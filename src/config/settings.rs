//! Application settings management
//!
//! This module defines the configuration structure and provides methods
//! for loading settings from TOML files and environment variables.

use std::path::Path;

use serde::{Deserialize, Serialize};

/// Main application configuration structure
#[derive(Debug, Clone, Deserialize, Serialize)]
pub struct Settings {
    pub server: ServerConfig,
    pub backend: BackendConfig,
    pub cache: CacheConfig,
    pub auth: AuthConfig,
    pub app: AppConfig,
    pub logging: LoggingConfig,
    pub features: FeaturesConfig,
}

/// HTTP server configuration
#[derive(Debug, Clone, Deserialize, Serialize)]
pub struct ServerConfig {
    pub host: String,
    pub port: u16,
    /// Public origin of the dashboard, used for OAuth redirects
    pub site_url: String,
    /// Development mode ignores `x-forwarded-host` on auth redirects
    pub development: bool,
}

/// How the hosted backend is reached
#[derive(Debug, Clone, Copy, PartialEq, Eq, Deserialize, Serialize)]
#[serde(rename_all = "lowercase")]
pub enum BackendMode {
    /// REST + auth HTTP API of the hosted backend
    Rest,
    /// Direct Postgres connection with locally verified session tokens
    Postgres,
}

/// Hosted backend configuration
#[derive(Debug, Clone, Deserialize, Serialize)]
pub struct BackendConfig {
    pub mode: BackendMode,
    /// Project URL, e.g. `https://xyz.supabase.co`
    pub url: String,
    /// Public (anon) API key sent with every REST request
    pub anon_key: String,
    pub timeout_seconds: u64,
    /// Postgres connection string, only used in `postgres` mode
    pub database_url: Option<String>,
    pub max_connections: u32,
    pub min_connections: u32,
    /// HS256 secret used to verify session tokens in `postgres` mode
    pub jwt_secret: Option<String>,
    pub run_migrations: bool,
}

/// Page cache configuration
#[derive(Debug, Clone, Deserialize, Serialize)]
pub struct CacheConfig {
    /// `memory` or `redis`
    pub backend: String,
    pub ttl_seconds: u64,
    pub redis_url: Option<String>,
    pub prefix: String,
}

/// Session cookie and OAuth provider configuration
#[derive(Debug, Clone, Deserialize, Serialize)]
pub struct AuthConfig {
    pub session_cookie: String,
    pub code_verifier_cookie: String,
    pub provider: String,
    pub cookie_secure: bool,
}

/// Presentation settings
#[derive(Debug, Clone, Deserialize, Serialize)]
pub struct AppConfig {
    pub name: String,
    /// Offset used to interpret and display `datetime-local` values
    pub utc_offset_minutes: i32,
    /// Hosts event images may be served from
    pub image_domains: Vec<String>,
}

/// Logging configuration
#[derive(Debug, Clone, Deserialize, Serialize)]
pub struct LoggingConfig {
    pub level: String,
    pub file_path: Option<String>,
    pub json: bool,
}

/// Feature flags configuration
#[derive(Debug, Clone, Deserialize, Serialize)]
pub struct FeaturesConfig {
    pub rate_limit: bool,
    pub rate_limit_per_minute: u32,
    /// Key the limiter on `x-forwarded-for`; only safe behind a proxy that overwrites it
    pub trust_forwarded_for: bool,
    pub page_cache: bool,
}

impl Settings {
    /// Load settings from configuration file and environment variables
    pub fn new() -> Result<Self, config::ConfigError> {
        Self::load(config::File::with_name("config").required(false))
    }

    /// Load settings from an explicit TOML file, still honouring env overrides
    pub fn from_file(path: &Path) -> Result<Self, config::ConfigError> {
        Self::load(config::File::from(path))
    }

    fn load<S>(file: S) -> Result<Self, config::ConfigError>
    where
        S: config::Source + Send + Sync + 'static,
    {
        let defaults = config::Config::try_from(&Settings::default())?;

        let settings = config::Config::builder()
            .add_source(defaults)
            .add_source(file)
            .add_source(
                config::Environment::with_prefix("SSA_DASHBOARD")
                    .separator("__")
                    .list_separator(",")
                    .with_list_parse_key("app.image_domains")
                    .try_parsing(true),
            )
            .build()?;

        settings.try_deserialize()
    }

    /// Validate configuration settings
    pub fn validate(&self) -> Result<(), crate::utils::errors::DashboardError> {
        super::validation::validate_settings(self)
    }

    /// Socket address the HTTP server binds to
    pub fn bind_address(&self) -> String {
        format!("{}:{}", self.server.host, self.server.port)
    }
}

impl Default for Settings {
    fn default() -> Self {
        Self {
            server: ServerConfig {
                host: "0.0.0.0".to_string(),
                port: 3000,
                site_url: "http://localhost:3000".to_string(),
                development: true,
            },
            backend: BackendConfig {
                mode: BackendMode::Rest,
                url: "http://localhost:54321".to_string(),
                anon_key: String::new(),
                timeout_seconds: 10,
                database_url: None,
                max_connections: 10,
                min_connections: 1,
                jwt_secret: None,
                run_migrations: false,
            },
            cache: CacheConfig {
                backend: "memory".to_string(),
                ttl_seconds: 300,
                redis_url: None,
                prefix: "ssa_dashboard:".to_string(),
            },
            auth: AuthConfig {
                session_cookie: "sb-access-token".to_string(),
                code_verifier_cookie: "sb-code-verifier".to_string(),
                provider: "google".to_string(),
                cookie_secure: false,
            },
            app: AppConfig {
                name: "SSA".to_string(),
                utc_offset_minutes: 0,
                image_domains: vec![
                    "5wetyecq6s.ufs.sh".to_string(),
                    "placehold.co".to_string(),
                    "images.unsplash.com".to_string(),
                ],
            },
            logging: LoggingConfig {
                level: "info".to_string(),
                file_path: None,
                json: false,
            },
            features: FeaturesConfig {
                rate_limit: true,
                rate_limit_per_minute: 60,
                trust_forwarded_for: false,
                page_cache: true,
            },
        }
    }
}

+++

- What you are asked to do: Start to finish, copy the material out exactly.

- Your response:
filename src/config/settings.rs
//! Application settings management
//!
//! This module defines the configuration structure and provides methods
//! for loading settings from TOML files and environment variables.

use std::path::Path;

use serde::{Deserialize, Serialize};

/// Main application configuration structure
#[derive(Debug, Clone, Deserialize, Serialize)]
pub struct Settings {
    pub server: ServerConfig,
    pub backend: BackendConfig,
    pub cache: CacheConfig,
    pub auth: AuthConfig,
    pub app: AppConfig,
    pub logging: LoggingConfig,
    pub features: FeaturesConfig,
}

/// HTTP server configuration
#[derive(Debug, Clone, Deserialize, Serialize)]
pub struct ServerConfig {
    pub host: String,
    pub port: u16,
    /// Public origin of the dashboard, used for OAuth redirects
    pub site_url: String,
    /// Development mode ignores `x-forwarded-host` on auth redirects
    pub development: bool,
}

/// How the hosted backend is reached
#[derive(Debug, Clone, Copy, PartialEq, Eq, Deserialize, Serialize)]
#[serde(rename_all = "lowercase")]
pub enum BackendMode {
    /// REST + auth HTTP API of the hosted backend
    Rest,
    /// Direct Postgres connection with locally verified session tokens
    Postgres,
}

/// Hosted backend configuration
#[derive(Debug, Clone, Deserialize, Serialize)]
pub struct BackendConfig {
    pub mode: BackendMode,
    /// Project URL, e.g. `https://xyz.supabase.co`
    pub url: String,
    /// Public (anon) API key sent with every REST request
    pub anon_key: String,
    pub timeout_seconds: u64,
    /// Postgres connection string, only used in `postgres` mode
    pub database_url: Option<String>,
    pub max_connections: u32,
    pub min_connections: u32,
    /// HS256 secret used to verify session tokens in `postgres` mode
    pub jwt_secret: Option<String>,
    pub run_migrations: bool,
}

/// Page cache configuration
#[derive(Debug, Clone, Deserialize, Serialize)]
pub struct CacheConfig {
    /// `memory` or `redis`
    pub backend: String,
    pub ttl_seconds: u64,
    pub redis_url: Option<String>,
    pub prefix: String,
}

/// Session cookie and OAuth provider configuration
#[derive(Debug, Clone, Deserialize, Serialize)]
pub struct AuthConfig {
    pub session_cookie: String,
    pub code_verifier_cookie: String,
    pub provider: String,
    pub cookie_secure: bool,
}

/// Presentation settings
#[derive(Debug, Clone, Deserialize, Serialize)]
pub struct AppConfig {
    pub name: String,
    /// Offset used to interpret and display `datetime-local` values
    pub utc_offset_minutes: i32,
    /// Hosts event images may be served from
    pub image_domains: Vec<String>,
}

/// Logging configuration
#[derive(Debug, Clone, Deserialize, Serialize)]
pub struct LoggingConfig {
    pub level: String,
    pub file_path: Option<String>,
    pub json: bool,
}

/// Feature flags configuration
#[derive(Debug, Clone, Deserialize, Serialize)]
pub struct FeaturesConfig {
    pub rate_limit: bool,
    pub rate_limit_per_minute: u32,
    /// Key the limiter on `x-forwarded-for`; only safe behind a proxy that overwrites it
    pub trust_forwarded_for: bool,
    pub page_cache: bool,
}

impl Settings {
    /// Load settings from configuration file and environment variables
    pub fn new() -> Result<Self, config::ConfigError> {
        Self::load(config::File::with_name("config").required(false))
    }

    /// Load settings from an explicit TOML file, still honouring env overrides
    pub fn from_file(path: &Path) -> Result<Self, config::ConfigError> {
        Self::load(config::File::from(path))
    }

    fn load<S>(file: S) -> Result<Self, config::ConfigError>
    where
        S: config::Source + Send + Sync + 'static,
    {
        let defaults = config::Config::try_from(&Settings::default())?;

        let settings = config::Config::builder()
            .add_source(defaults)
            .add_source(file)
            .add_source(
                config::Environment::with_prefix("SSA_DASHBOARD")
                    .separator("__")
                    .list_separator(",")
                    .with_list_parse_key("app.image_domains")
                    .try_parsing(true),
            )
            .build()?;

        settings.try_deserialize()
    }

    /// Validate configuration settings
    pub fn validate(&self) -> Result<(), crate::utils::errors::DashboardError> {
        super::validation::validate_settings(self)
    }

    /// Socket address the HTTP server binds to
    pub fn bind_address(&self) -> String {
        format!("{}:{}", self.server.host, self.server.port)
    }
}

impl Default for Settings {
    fn default() -> Self {
        Self {
            server: ServerConfig {
                host: "0.0.0.0".to_string(),
                port: 3000,
                site_url: "http://localhost:3000".to_string(),
                development: true,
            },
            backend: BackendConfig {
                mode: BackendMode::Rest,
                url: "http://localhost:54321".to_string(),
                anon_key: String::new(),
                timeout_seconds: 10,
                database_url: None,
                max_connections: 10,
                min_connections: 1,
                jwt_secret: None,
                run_migrations: false,
            },
            cache: CacheConfig {
                backend: "memory".to_string(),
                ttl_seconds: 300,
                redis_url: None,
                prefix: "ssa_dashboard:".to_string(),
            },
            auth: AuthConfig {
                session_cookie: "sb-access-token".to_string(),
                code_verifier_cookie: "sb-code-verifier".to_string(),
                provider: "google".to_string(),
                cookie_secure: false,
            },
            app: AppConfig {
                name: "SSA".to_string(),
                utc_offset_minutes: 0,
                image_domains: vec![
                    "5wetyecq6s.ufs.sh".to_string(),
                    "placehold.co".to_string(),
                    "images.unsplash.com".to_string(),
                ],
            },
            logging: LoggingConfig {
                level: "info".to_string(),
                file_path: None,
                json: false,
            },
            features: FeaturesConfig {
                rate_limit: true,
                rate_limit_per_minute: 60,
                trust_forwarded_for: false,
                page_cache: true,
            },
        }
    }
}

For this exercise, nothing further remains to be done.